Unicameral bone cyst
If the cyst is small and the affected bone is strong, a policy of watchful waiting may be recommended. This means your child will not receive any immediate treatment, but they will be given regular check-ups to make sure the cyst is not getting larger. About one in four unicameral bone cysts heal by themselves without the need for treatment.
Surgical treatment may be recommended if the cyst does not show any signs of healing or if the bone is thought to have a high risk of fracture. There are three main types of surgical treatment:
- steroid injection
- bone marrow injection
- curettage and bone grafting
All three techniques are carried out under general anaesthetic, which means that your child will be asleep during the surgery and will not feel any pain.
In some cases, a combination of two or all three techniques may be used. Each technique is discussed in more detail below.
A type of steroid called methylprednisolone acetate is the preferred steroid for this type of treatment. It is thought that methylprednisolone acetate encourages the stimulation of a chemical called prostaglandin, which helps prevent the cyst growing.
The surgeon will drain the fluid out of the cyst before injecting the steroids into it.
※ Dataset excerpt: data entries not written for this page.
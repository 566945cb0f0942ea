//! Gemini streaming: request construction for the stream function and
//! incremental decoding of the streamed body on the client side.

use std::time::Duration;

use futures::StreamExt;
use reqwest::Client;
use serde::{Deserialize, Serialize};
use serde_json::{Value, json};
use tracing::debug;

use crate::config::CoCreateConfig;
use crate::error::{CoCreateError, CoCreateResult};
use crate::modes::Mode;

use super::normalize::{classify_upstream_message, extract_error_message};
use super::payload::ImageInput;

/// Model behind the stream function.
pub const GEMINI_STREAM_MODEL: &str = "gemini-2.0-flash-exp";

/// Image sent to the stream function, already base64-encoded.
#[derive(Clone, Debug, PartialEq, Eq, Serialize, Deserialize)]
#[serde(rename_all = "camelCase")]
pub struct EncodedImage {
    /// MIME type.
    pub mime_type: String,
    /// Base64 payload.
    pub data: String,
}

impl From<&ImageInput> for EncodedImage {
    fn from(image: &ImageInput) -> Self {
        Self {
            mime_type: image.mime_type.clone(),
            data: image.base64(),
        }
    }
}

/// Body accepted by the stream function.
#[derive(Clone, Debug, PartialEq, Eq, Serialize, Deserialize)]
pub struct CoCreateStreamRequest {
    /// User text.
    pub prompt: String,
    /// Persona name; unknown names fall back to story.
    #[serde(default)]
    pub mode: String,
    /// Optional images.
    #[serde(default, skip_serializing_if = "Option::is_none")]
    pub images: Option<Vec<EncodedImage>>,
}

/// URL of the upstream SSE streaming endpoint.
#[must_use]
pub fn stream_generate_url(base_url: &str) -> String {
    format!(
        "{}/v1beta/models/{GEMINI_STREAM_MODEL}:streamGenerateContent",
        base_url.trim_end_matches('/')
    )
}

/// Upstream Gemini body for one stream-function call.
#[must_use]
pub fn build_stream_body(mode: Mode, prompt: &str, images: &[EncodedImage]) -> Value {
    let mut parts = vec![json!({
        "text": format!(
            "{}\n\nUser input: {prompt}\n\nContinue or expand on this thoughtfully:",
            mode.system_prompt()
        ),
    })];
    parts.extend(images.iter().map(|img| {
        json!({"inline_data": {"mime_type": img.mime_type, "data": img.data}})
    }));

    json!({
        "contents": [{"parts": parts}],
        "generationConfig": {
            "temperature": 0.9,
            "topK": 40,
            "topP": 0.95,
            "maxOutputTokens": 1024,
        },
    })
}

/// Incremental decoder for a streamed Gemini body.
///
/// Accepts newline-delimited JSON, SSE `data:` lines and compact JSON-array
/// framing. Lines that are not JSON are skipped.
#[derive(Debug, Default)]
pub struct StreamTextDecoder {
    pending: Vec<u8>,
}

impl StreamTextDecoder {
    /// Create a decoder.
    #[must_use]
    pub fn new() -> Self {
        Self::default()
    }

    /// Feed a chunk; returns the text fragments completed by it.
    pub fn push(&mut self, chunk: &[u8]) -> Vec<String> {
        self.pending.extend_from_slice(chunk);
        let mut fragments = Vec::new();
        while let Some(pos) = self.pending.iter().position(|b| *b == b'\n') {
            let line: Vec<u8> = self.pending.drain(..=pos).collect();
            if let Some(text) = decode_line(&line) {
                fragments.push(text);
            }
        }
        fragments
    }

    /// Flush the trailing partial line.
    pub fn finish(&mut self) -> Option<String> {
        let line = std::mem::take(&mut self.pending);
        decode_line(&line)
    }
}

fn decode_line(line: &[u8]) -> Option<String> {
    let line = String::from_utf8_lossy(line);
    let mut line = line.trim();
    if let Some(rest) = line.strip_prefix("data:") {
        line = rest.trim();
    }
    let line = line
        .trim_start_matches(['[', ','])
        .trim_end_matches([',', ']'])
        .trim();
    if line.is_empty() {
        return None;
    }

    let value: Value = serde_json::from_str(line).ok()?;
    value
        .pointer("/candidates/0/content/parts/0/text")
        .and_then(Value::as_str)
        .filter(|t| !t.is_empty())
        .map(str::to_string)
}

/// Client of the stream function.
pub struct CoCreateStreamClient {
    client: Client,
    url: String,
}

impl CoCreateStreamClient {
    /// Create a client for the given stream-function URL.
    ///
    /// # Errors
    /// Returns an error if the HTTP client cannot be built.
    pub fn new(url: impl Into<String>, timeout: Duration) -> CoCreateResult<Self> {
        let client = Client::builder().timeout(timeout).build()?;
        Ok(Self {
            client,
            url: url.into(),
        })
    }

    /// Create a client from configuration.
    ///
    /// # Errors
    /// Returns an error if the HTTP client cannot be built.
    pub fn from_config(config: &CoCreateConfig) -> CoCreateResult<Self> {
        Self::new(config.stream_url.clone(), config.request_timeout)
    }

    /// Stream a co-creation. `on_text` receives the accumulated text after
    /// every fragment; the full text is returned.
    ///
    /// # Errors
    /// Returns an error on transport failure, a non-success status or an
    /// empty stream.
    pub async fn cocreate<F>(
        &self,
        prompt: &str,
        mode: Mode,
        images: &[ImageInput],
        mut on_text: F,
    ) -> CoCreateResult<String>
    where
        F: FnMut(&str) + Send,
    {
        let body = CoCreateStreamRequest {
            prompt: prompt.to_string(),
            mode: mode.as_str().to_string(),
            images: if images.is_empty() {
                None
            } else {
                Some(images.iter().map(EncodedImage::from).collect())
            },
        };

        let response = self.client.post(&self.url).json(&body).send().await?;
        let status = response.status();
        if !status.is_success() {
            let raw = response.text().await.unwrap_or_default();
            let (kind, message) =
                classify_upstream_message(status.as_u16(), &extract_error_message(&raw));
            return Err(CoCreateError::Upstream {
                status: status.as_u16(),
                kind,
                message,
            });
        }

        let mut decoder = StreamTextDecoder::new();
        let mut full = String::new();
        let mut stream = response.bytes_stream();
        while let Some(chunk) = stream.next().await {
            for fragment in decoder.push(&chunk?) {
                full.push_str(&fragment);
                on_text(&full);
            }
        }
        if let Some(fragment) = decoder.finish() {
            full.push_str(&fragment);
            on_text(&full);
        }

        debug!(chars = full.len(), "stream finished");
        if full.trim().is_empty() {
            return Err(CoCreateError::EmptyResponse);
        }
        Ok(full)
    }
}

#[cfg(test)]
mod tests {
    use wiremock::matchers::{body_partial_json, method, path};
    use wiremock::{Mock, MockServer, ResponseTemplate};

    use super::*;

    fn sse_line(text: &str) -> String {
        format!(
            "data: {}\r\n\r\n",
            json!({"candidates": [{"content": {"parts": [{"text": text}]}}]})
        )
    }

    #[test]
    fn test_decoder_handles_split_chunks() {
        let line = sse_line("Hello");
        let (a, b) = line.split_at(10);
        let mut decoder = StreamTextDecoder::new();
        assert!(decoder.push(a.as_bytes()).is_empty());
        assert_eq!(decoder.push(b.as_bytes()), vec!["Hello".to_string()]);
        assert!(decoder.finish().is_none());
    }

    #[test]
    fn test_decoder_array_framing_and_garbage() {
        let body = format!(
            "[{}\n,{}\nnot json\n]\n",
            json!({"candidates": [{"content": {"parts": [{"text": "one"}]}}]}),
            json!({"candidates": [{"content": {"parts": [{"text": "two"}]}}]}),
        );
        let mut decoder = StreamTextDecoder::new();
        assert_eq!(decoder.push(body.as_bytes()), vec!["one".to_string(), "two".to_string()]);
    }

    #[test]
    fn test_decoder_finish_flushes_tail() {
        let tail = json!({"candidates": [{"content": {"parts": [{"text": "tail"}]}}]}).to_string();
        let mut decoder = StreamTextDecoder::new();
        assert!(decoder.push(tail.as_bytes()).is_empty());
        assert_eq!(decoder.finish().as_deref(), Some("tail"));
    }

    #[test]
    fn test_stream_body_includes_persona_and_images() {
        let images = [EncodedImage {
            mime_type: "image/png".to_string(),
            data: "AQID".to_string(),
        }];
        let body = build_stream_body(Mode::Tutor, "fractions", &images);
        let text = body["contents"][0]["parts"][0]["text"].as_str().unwrap_or_default();
        assert!(text.starts_with(Mode::Tutor.system_prompt()));
        assert!(text.contains("User input: fractions"));
        assert_eq!(body["contents"][0]["parts"][1]["inline_data"]["mime_type"], "image/png");
        assert_eq!(body["generationConfig"]["maxOutputTokens"], 1024);
    }

    #[tokio::test]
    async fn test_client_concatenates_fragments() {
        let server = MockServer::start().await;
        let body = format!("{}{}", sse_line("Once "), sse_line("upon a time"));
        Mock::given(method("POST"))
            .and(path("/functions/v1/ai-cocreate"))
            .and(body_partial_json(json!({"prompt": "a tale", "mode": "story"})))
            .respond_with(ResponseTemplate::new(200).set_body_string(body))
            .mount(&server)
            .await;

        let client = CoCreateStreamClient::new(
            format!("{}/functions/v1/ai-cocreate", server.uri()),
            Duration::from_secs(5),
        )
        .unwrap_or_else(|e| panic!("client: {e}"));

        let mut seen = Vec::new();
        let full = client
            .cocreate("a tale", Mode::Story, &[], |partial| seen.push(partial.to_string()))
            .await;
        assert_eq!(full.ok().as_deref(), Some("Once upon a time"));
        assert_eq!(seen, vec!["Once ".to_string(), "Once upon a time".to_string()]);
    }

    #[tokio::test]
    async fn test_client_surfaces_function_error() {
        let server = MockServer::start().await;
        Mock::given(method("POST"))
            .respond_with(ResponseTemplate::new(500).set_body_json(json!({"error": "GEMINI_API_KEY is not configured"})))
            .mount(&server)
            .await;

        let client = CoCreateStreamClient::new(server.uri(), Duration::from_secs(5))
            .unwrap_or_else(|e| panic!("client: {e}"));
        let err = client.cocreate("x", Mode::Idea, &[], |_| {}).await.err();
        assert_eq!(
            err.map(|e| e.kind()),
            Some(crate::error::ErrorKind::Configuration)
        );
    }
}
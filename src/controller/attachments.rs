//! Pending attachments and their preview URLs.
//!
//! Preview URLs are a manually scoped resource: whoever creates one through
//! [`PreviewUrls::create`] must hand it back to [`PreviewUrls::revoke`].

use std::path::Path;

use dashmap::DashMap;
use uuid::Uuid;

use crate::error::{CoCreateError, CoCreateResult};
use crate::history::AttachmentRef;
use crate::llm::ImageInput;

/// A file picked by the user.
#[derive(Clone, Debug, PartialEq, Eq)]
pub struct AttachmentSource {
    /// File name shown to the user.
    pub display_name: String,
    /// MIME type.
    pub mime_type: String,
    /// Raw bytes.
    pub bytes: Vec<u8>,
}

impl AttachmentSource {
    /// Create a source from memory.
    #[must_use]
    pub fn new(display_name: impl Into<String>, mime_type: impl Into<String>, bytes: Vec<u8>) -> Self {
        Self {
            display_name: display_name.into(),
            mime_type: mime_type.into(),
            bytes,
        }
    }

    /// Read a file, guessing its MIME type from the extension.
    ///
    /// # Errors
    /// Returns an error if the file cannot be read.
    pub fn from_path(path: &Path) -> CoCreateResult<Self> {
        let bytes = std::fs::read(path)?;
        let display_name = path
            .file_name()
            .map_or_else(|| path.display().to_string(), |n| n.to_string_lossy().into_owned());
        let mime_type = path
            .extension()
            .and_then(|e| e.to_str())
            .map_or("application/octet-stream", mime_for_extension)
            .to_string();
        Ok(Self::new(display_name, mime_type, bytes))
    }

    /// Whether this attachment is an image.
    #[must_use]
    pub fn is_image(&self) -> bool {
        self.mime_type.starts_with("image/")
    }

    /// Image payload for the gateway.
    ///
    /// # Errors
    /// Returns an error for non-image files.
    pub fn to_image(&self) -> CoCreateResult<ImageInput> {
        if !self.is_image() {
            return Err(CoCreateError::InvalidInput(format!(
                "{} is not an image",
                self.display_name
            )));
        }
        Ok(ImageInput::new(self.mime_type.clone(), self.bytes.clone()))
    }
}

fn mime_for_extension(ext: &str) -> &'static str {
    match ext.to_ascii_lowercase().as_str() {
        "png" => "image/png",
        "jpg" | "jpeg" => "image/jpeg",
        "gif" => "image/gif",
        "webp" => "image/webp",
        "bmp" => "image/bmp",
        "svg" => "image/svg+xml",
        "txt" => "text/plain",
        _ => "application/octet-stream",
    }
}

/// Mints and releases preview URLs.
pub trait PreviewUrls: Send + Sync {
    /// Create a preview URL for a source.
    fn create(&self, source: &AttachmentSource) -> String;

    /// Release a preview URL. Unknown URLs are ignored.
    fn revoke(&self, url: &str);
}

/// In-memory `blob:` URL registry.
#[derive(Debug, Default)]
pub struct BlobUrlRegistry {
    live: DashMap<String, usize>,
}

impl BlobUrlRegistry {
    /// Create an empty registry.
    #[must_use]
    pub fn new() -> Self {
        Self::default()
    }

    /// Number of URLs not yet revoked.
    #[must_use]
    pub fn live_count(&self) -> usize {
        self.live.len()
    }

    /// Whether `url` is still live.
    #[must_use]
    pub fn is_live(&self, url: &str) -> bool {
        self.live.contains_key(url)
    }
}

impl PreviewUrls for BlobUrlRegistry {
    fn create(&self, source: &AttachmentSource) -> String {
        let url = format!("blob:cocreate/{}", Uuid::new_v4());
        self.live.insert(url.clone(), source.bytes.len());
        url
    }

    fn revoke(&self, url: &str) {
        self.live.remove(url);
    }
}

/// An attachment between upload and submit.
#[derive(Clone, Debug, PartialEq, Eq)]
pub struct PendingAttachment {
    /// The file.
    pub source: AttachmentSource,
    /// Its preview URL.
    pub preview_url: String,
}

impl PendingAttachment {
    /// Transcript reference for this attachment.
    #[must_use]
    pub fn to_ref(&self) -> AttachmentRef {
        AttachmentRef {
            url: self.preview_url.clone(),
            display_name: self.source.display_name.clone(),
        }
    }
}

#[cfg(test)]
mod tests {
    use super::*;

    #[test]
    fn test_registry_tracks_live_urls() {
        let registry = BlobUrlRegistry::new();
        let source = AttachmentSource::new("cat.png", "image/png", vec![1, 2]);
        let url = registry.create(&source);
        assert!(url.starts_with("blob:"));
        assert!(registry.is_live(&url));

        registry.revoke(&url);
        registry.revoke("blob:unknown");
        assert_eq!(registry.live_count(), 0);
    }

    #[test]
    fn test_non_image_cannot_be_sent() {
        let source = AttachmentSource::new("notes.txt", "text/plain", vec![]);
        assert!(!source.is_image());
        assert!(source.to_image().is_err());
    }

    #[test]
    fn test_from_path_guesses_mime() {
        let tmp = tempfile::tempdir().ok();
        let Some(tmp) = tmp else { return };
        let path = tmp.path().join("photo.JPG");
        assert!(std::fs::write(&path, [0xFF, 0xD8]).is_ok());

        let source = AttachmentSource::from_path(&path).ok();
        assert_eq!(source.as_ref().map(|s| s.mime_type.as_str()), Some("image/jpeg"));
        assert_eq!(source.map(|s| s.display_name), Some("photo.JPG".to_string()));
    }
}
Repeated injections may be required every few months over the course of a year before the cyst fully heals.
As steroid injection is a relatively straightforward type of treatment, it is often the first treatment to be used. Additional treatment options will only be used if the cyst shows no sign of healing.
Bone marrow injection
Bone marrow injection is similar to a steroid injection. The surgeon injects the cyst with bone marrow that has been removed from another part of your child's body, usually their pelvis.
Bone marrow contains specialised cells which should encourage the cyst to heal. In most cases, a single injection of bone marrow is required.
Curettage and bone grafting
During this procedure a surgeon cuts into the bone to gain access to the cyst.
The fluid inside the cyst is drained and the lining of the cyst scraped out using a tool called a curette. The resulting cavity inside the bone is filled with chips of bone, either from other parts of your child's body or from donated bone tissue.
In around 10-20% of cases, bone cysts may recur during the first two years after treatment, especially with larger cysts or in young people. Therefore, it is likely your child will have regular X-rays to assess the condition of the previously affected bone.
It is impossible to predict the recurrence rates of bone cysts that do not cause any symptoms because most go undiagnosed.
Aneurysmal bone cyst
Aneurysmal bone cysts are typically treated using curettage and bone grafting, as described above.
In some cases, additional treatments such as liquid nitrogen (a very cold substance) may be used to damage the tissue of the cyst.
Some aneurysmal bone cysts will heal spontaneously following a simple biopsy. About one in five aneurysmal bone cysts will recur following treatment, almost always within the first 18 months.